**RECORDS FOR PROCESSING:**
----
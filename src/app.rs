//! Top-level application orchestration.
//!
//! `src/main.rs` is intentionally tiny; this module is the "real main" that:
//! - parses CLI arguments
//! - runs the dashboard pipeline
//! - prints reports/plots
//! - writes optional exports

use std::time::Duration;

use chrono::NaiveDate;
use clap::Parser;

use crate::cli::{Command, DashArgs, PlotArgs};
use crate::data::{FredGraphClient, SeriesCache};
use crate::domain::{Dashboard, DashboardConfig, DateWindow};
use crate::error::AppError;

pub mod pipeline;

/// Entry point for the `mdash` binary.
pub fn run() -> Result<(), AppError> {
    // We want `mdash` and `mdash --offline` to behave like `mdash tui ...`.
    //
    // Clap requires a subcommand name, so we do a small, explicit rewrite of
    // the argv list before parsing. This preserves a clean clap structure
    // while retaining the requested UX.
    let argv = rewrite_args(std::env::args().collect());
    let cli = crate::cli::Cli::parse_from(argv);

    match cli.command {
        Command::Gdp(args) => handle_dashboard(Dashboard::Gdp, args),
        Command::Real(args) => handle_dashboard(Dashboard::Real, args),
        Command::Plot(args) => handle_plot(args),
        Command::Tui(args) => handle_tui(args),
    }
}

fn handle_dashboard(dashboard: Dashboard, args: DashArgs) -> Result<(), AppError> {
    let config = dashboard_config_from_args(dashboard, &args);
    let client = FredGraphClient::new();
    let mut cache = SeriesCache::new(Duration::from_secs(config.cache_ttl_secs));

    let run = pipeline::run_dashboard(&config, &client, &mut cache)?;

    println!("{}", crate::report::format_run_summary(&run));

    if args.table {
        println!("{}", crate::report::format_table(&run));
    }

    if args.plot && !args.no_plot {
        for panel in &run.panels {
            println!(
                "{}",
                crate::plot::render_ascii_panel(panel, args.width, args.height)
            );
        }
    }

    // Optional exports.
    if let Some(path) = &args.export {
        crate::io::export::write_table_csv(path, &run)?;
    }
    if let Some(path) = &args.export_dataset {
        crate::io::dataset::write_dataset_json(path, &run)?;
    }

    Ok(())
}

fn handle_plot(args: PlotArgs) -> Result<(), AppError> {
    let dataset = crate::io::dataset::read_dataset_json(&args.dataset)?;

    for warning in &dataset.warnings {
        println!("warning: {warning}");
    }
    for panel in dataset.panels() {
        println!(
            "{}",
            crate::plot::render_ascii_panel(&panel, args.width, args.height)
        );
    }

    Ok(())
}

fn handle_tui(args: DashArgs) -> Result<(), AppError> {
    let config = dashboard_config_from_args(Dashboard::Gdp, &args);
    crate::tui::run(config)
}

/// Resolve CLI flags plus per-dashboard defaults into a pipeline config.
pub fn dashboard_config_from_args(dashboard: Dashboard, args: &DashArgs) -> DashboardConfig {
    let (default_a, default_b) = dashboard.default_series();

    let window = match (args.start, args.end) {
        (None, None) => None,
        (start, end) => Some(DateWindow {
            start: start.unwrap_or(NaiveDate::MIN),
            end: end.unwrap_or(NaiveDate::MAX),
        }),
    };

    DashboardConfig {
        dashboard,
        series_a: args
            .series_a
            .clone()
            .unwrap_or_else(|| default_a.to_string()),
        series_b: args
            .series_b
            .clone()
            .unwrap_or_else(|| default_b.to_string()),
        join: args.join.unwrap_or_else(|| dashboard.default_join()),
        tolerance_days: args.tolerance_days,
        base_year: args.base_year,
        show_ratio: args.ratio && !args.no_ratio,
        show_index: args.index,
        window,
        offline: args.offline,
        sample_seed: args.seed,
        cache_ttl_secs: args.cache_ttl_secs,
    }
}

/// Rewrite argv so `mdash` defaults to `mdash tui`.
///
/// Rules:
/// - `mdash`                     -> `mdash tui`
/// - `mdash --offline ...`       -> `mdash tui --offline ...`
/// - `mdash --help/--version/-h` -> unchanged (show top-level help/version)
fn rewrite_args(mut argv: Vec<String>) -> Vec<String> {
    let Some(arg1) = argv.get(1).cloned() else {
        argv.push("tui".to_string());
        return argv;
    };

    let is_top_level_help_or_version =
        matches!(arg1.as_str(), "-h" | "--help" | "-V" | "--version" | "help");
    if is_top_level_help_or_version {
        return argv;
    }

    let is_subcommand = matches!(arg1.as_str(), "gdp" | "real" | "plot" | "tui");
    if is_subcommand {
        return argv;
    }

    // If the first token is a flag, treat it as "tui flags".
    if arg1.starts_with('-') {
        argv.insert(1, "tui".to_string());
        return argv;
    }

    // Otherwise, leave as-is.
    argv
}

#[cfg(test)]
mod tests {
    use super::*;

    fn args(extra: &[&str]) -> DashArgs {
        let mut argv = vec!["mdash", "gdp"];
        argv.extend_from_slice(extra);
        let cli = crate::cli::Cli::parse_from(argv);
        match cli.command {
            Command::Gdp(args) => args,
            _ => unreachable!(),
        }
    }

    #[test]
    fn bare_invocation_rewrites_to_tui() {
        let argv = rewrite_args(vec!["mdash".to_string()]);
        assert_eq!(argv, vec!["mdash", "tui"]);
    }

    #[test]
    fn leading_flag_rewrites_to_tui() {
        let argv = rewrite_args(vec!["mdash".to_string(), "--offline".to_string()]);
        assert_eq!(argv, vec!["mdash", "tui", "--offline"]);
    }

    #[test]
    fn explicit_subcommand_is_untouched() {
        let argv = rewrite_args(vec!["mdash".to_string(), "real".to_string()]);
        assert_eq!(argv, vec!["mdash", "real"]);
    }

    #[test]
    fn defaults_resolve_per_dashboard() {
        let config = dashboard_config_from_args(Dashboard::Real, &args(&[]));
        assert_eq!(config.series_a, "WTISPLC");
        assert_eq!(config.series_b, "CPIAUCSL");
        assert_eq!(config.join, crate::domain::JoinMode::Nearest);
    }

    #[test]
    fn half_open_window_fills_the_missing_bound() {
        let config = dashboard_config_from_args(Dashboard::Gdp, &args(&["--start", "2000-01-01"]));
        let window = config.window.unwrap();
        assert_eq!(
            window.start,
            chrono::NaiveDate::from_ymd_opt(2000, 1, 1).unwrap()
        );
        assert_eq!(window.end, chrono::NaiveDate::MAX);
    }
}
----
**WORK ORDER:** Take the entries above and transcribe them exactly as they stand.

**RESPONSE FOR THIS EXERCISE:**
filename src/app.rs
//! Top-level application orchestration.
//!
//! `src/main.rs` is intentionally tiny; this module is the "real main" that:
//! - parses CLI arguments
//! - runs the dashboard pipeline
//! - prints reports/plots
//! - writes optional exports

use std::time::Duration;

use chrono::NaiveDate;
use clap::Parser;

use crate::cli::{Command, DashArgs, PlotArgs};
use crate::data::{FredGraphClient, SeriesCache};
use crate::domain::{Dashboard, DashboardConfig, DateWindow};
use crate::error::AppError;

pub mod pipeline;

/// Entry point for the `mdash` binary.
pub fn run() -> Result<(), AppError> {
    // We want `mdash` and `mdash --offline` to behave like `mdash tui ...`.
    //
    // Clap requires a subcommand name, so we do a small, explicit rewrite of
    // the argv list before parsing. This preserves a clean clap structure
    // while retaining the requested UX.
    let argv = rewrite_args(std::env::args().collect());
    let cli = crate::cli::Cli::parse_from(argv);

    match cli.command {
        Command::Gdp(args) => handle_dashboard(Dashboard::Gdp, args),
        Command::Real(args) => handle_dashboard(Dashboard::Real, args),
        Command::Plot(args) => handle_plot(args),
        Command::Tui(args) => handle_tui(args),
    }
}

fn handle_dashboard(dashboard: Dashboard, args: DashArgs) -> Result<(), AppError> {
    let config = dashboard_config_from_args(dashboard, &args);
    let client = FredGraphClient::new();
    let mut cache = SeriesCache::new(Duration::from_secs(config.cache_ttl_secs));

    let run = pipeline::run_dashboard(&config, &client, &mut cache)?;

    println!("{}", crate::report::format_run_summary(&run));

    if args.table {
        println!("{}", crate::report::format_table(&run));
    }

    if args.plot && !args.no_plot {
        for panel in &run.panels {
            println!(
                "{}",
                crate::plot::render_ascii_panel(panel, args.width, args.height)
            );
        }
    }

    // Optional exports.
    if let Some(path) = &args.export {
        crate::io::export::write_table_csv(path, &run)?;
    }
    if let Some(path) = &args.export_dataset {
        crate::io::dataset::write_dataset_json(path, &run)?;
    }

    Ok(())
}

fn handle_plot(args: PlotArgs) -> Result<(), AppError> {
    let dataset = crate::io::dataset::read_dataset_json(&args.dataset)?;

    for warning in &dataset.warnings {
        println!("warning: {warning}");
    }
    for panel in dataset.panels() {
        println!(
            "{}",
            crate::plot::render_ascii_panel(&panel, args.width, args.height)
        );
    }

    Ok(())
}

fn handle_tui(args: DashArgs) -> Result<(), AppError> {
    let config = dashboard_config_from_args(Dashboard::Gdp, &args);
    crate::tui::run(config)
}

/// Resolve CLI flags plus per-dashboard defaults into a pipeline config.
pub fn dashboard_config_from_args(dashboard: Dashboard, args: &DashArgs) -> DashboardConfig {
    let (default_a, default_b) = dashboard.default_series();

    let window = match (args.start, args.end) {
        (None, None) => None,
        (start, end) => Some(DateWindow {
            start: start.unwrap_or(NaiveDate::MIN),
            end: end.unwrap_or(NaiveDate::MAX),
        }),
    };

    DashboardConfig {
        dashboard,
        series_a: args
            .series_a
            .clone()
            .unwrap_or_else(|| default_a.to_string()),
        series_b: args
            .series_b
            .clone()
            .unwrap_or_else(|| default_b.to_string()),
        join: args.join.unwrap_or_else(|| dashboard.default_join()),
        tolerance_days: args.tolerance_days,
        base_year: args.base_year,
        show_ratio: args.ratio && !args.no_ratio,
        show_index: args.index,
        window,
        offline: args.offline,
        sample_seed: args.seed,
        cache_ttl_secs: args.cache_ttl_secs,
    }
}

/// Rewrite argv so `mdash` defaults to `mdash tui`.
///
/// Rules:
/// - `mdash`                     -> `mdash tui`
/// - `mdash --offline ...`       -> `mdash tui --offline ...`
/// - `mdash --help/--version/-h` -> unchanged (show top-level help/version)
fn rewrite_args(mut argv: Vec<String>) -> Vec<String> {
    let Some(arg1) = argv.get(1).cloned() else {
        argv.push("tui".to_string());
        return argv;
    };

    let is_top_level_help_or_version =
        matches!(arg1.as_str(), "-h" | "--help" | "-V" | "--version" | "help");
    if is_top_level_help_or_version {
        return argv;
    }

    let is_subcommand = matches!(arg1.as_str(), "gdp" | "real" | "plot" | "tui");
    if is_subcommand {
        return argv;
    }

    // If the first token is a flag, treat it as "tui flags".
    if arg1.starts_with('-') {
        argv.insert(1, "tui".to_string());
        return argv;
    }

    // Otherwise, leave as-is.
    argv
}

#[cfg(test)]
mod tests {
    use super::*;

    fn args(extra: &[&str]) -> DashArgs {
        let mut argv = vec!["mdash", "gdp"];
        argv.extend_from_slice(extra);
        let cli = crate::cli::Cli::parse_from(argv);
        match cli.command {
            Command::Gdp(args) => args,
            _ => unreachable!(),
        }
    }

    #[test]
    fn bare_invocation_rewrites_to_tui() {
        let argv = rewrite_args(vec!["mdash".to_string()]);
        assert_eq!(argv, vec!["mdash", "tui"]);
    }

    #[test]
    fn leading_flag_rewrites_to_tui() {
        let argv = rewrite_args(vec!["mdash".to_string(), "--offline".to_string()]);
        assert_eq!(argv, vec!["mdash", "tui", "--offline"]);
    }

    #[test]
    fn explicit_subcommand_is_untouched() {
        let argv = rewrite_args(vec!["mdash".to_string(), "real".to_string()]);
        assert_eq!(argv, vec!["mdash", "real"]);
    }

    #[test]
    fn defaults_resolve_per_dashboard() {
        let config = dashboard_config_from_args(Dashboard::Real, &args(&[]));
        assert_eq!(config.series_a, "WTISPLC");
        assert_eq!(config.series_b, "CPIAUCSL");
        assert_eq!(config.join, crate::domain::JoinMode::Nearest);
    }

    #[test]
    fn half_open_window_fills_the_missing_bound() {
        let config = dashboard_config_from_args(Dashboard::Gdp, &args(&["--start", "2000-01-01"]));
        let window = config.window.unwrap();
        assert_eq!(
            window.start,
            chrono::NaiveDate::from_ymd_opt(2000, 1, 1).unwrap()
        );
        assert_eq!(window.end, chrono::NaiveDate::MAX);
    }
}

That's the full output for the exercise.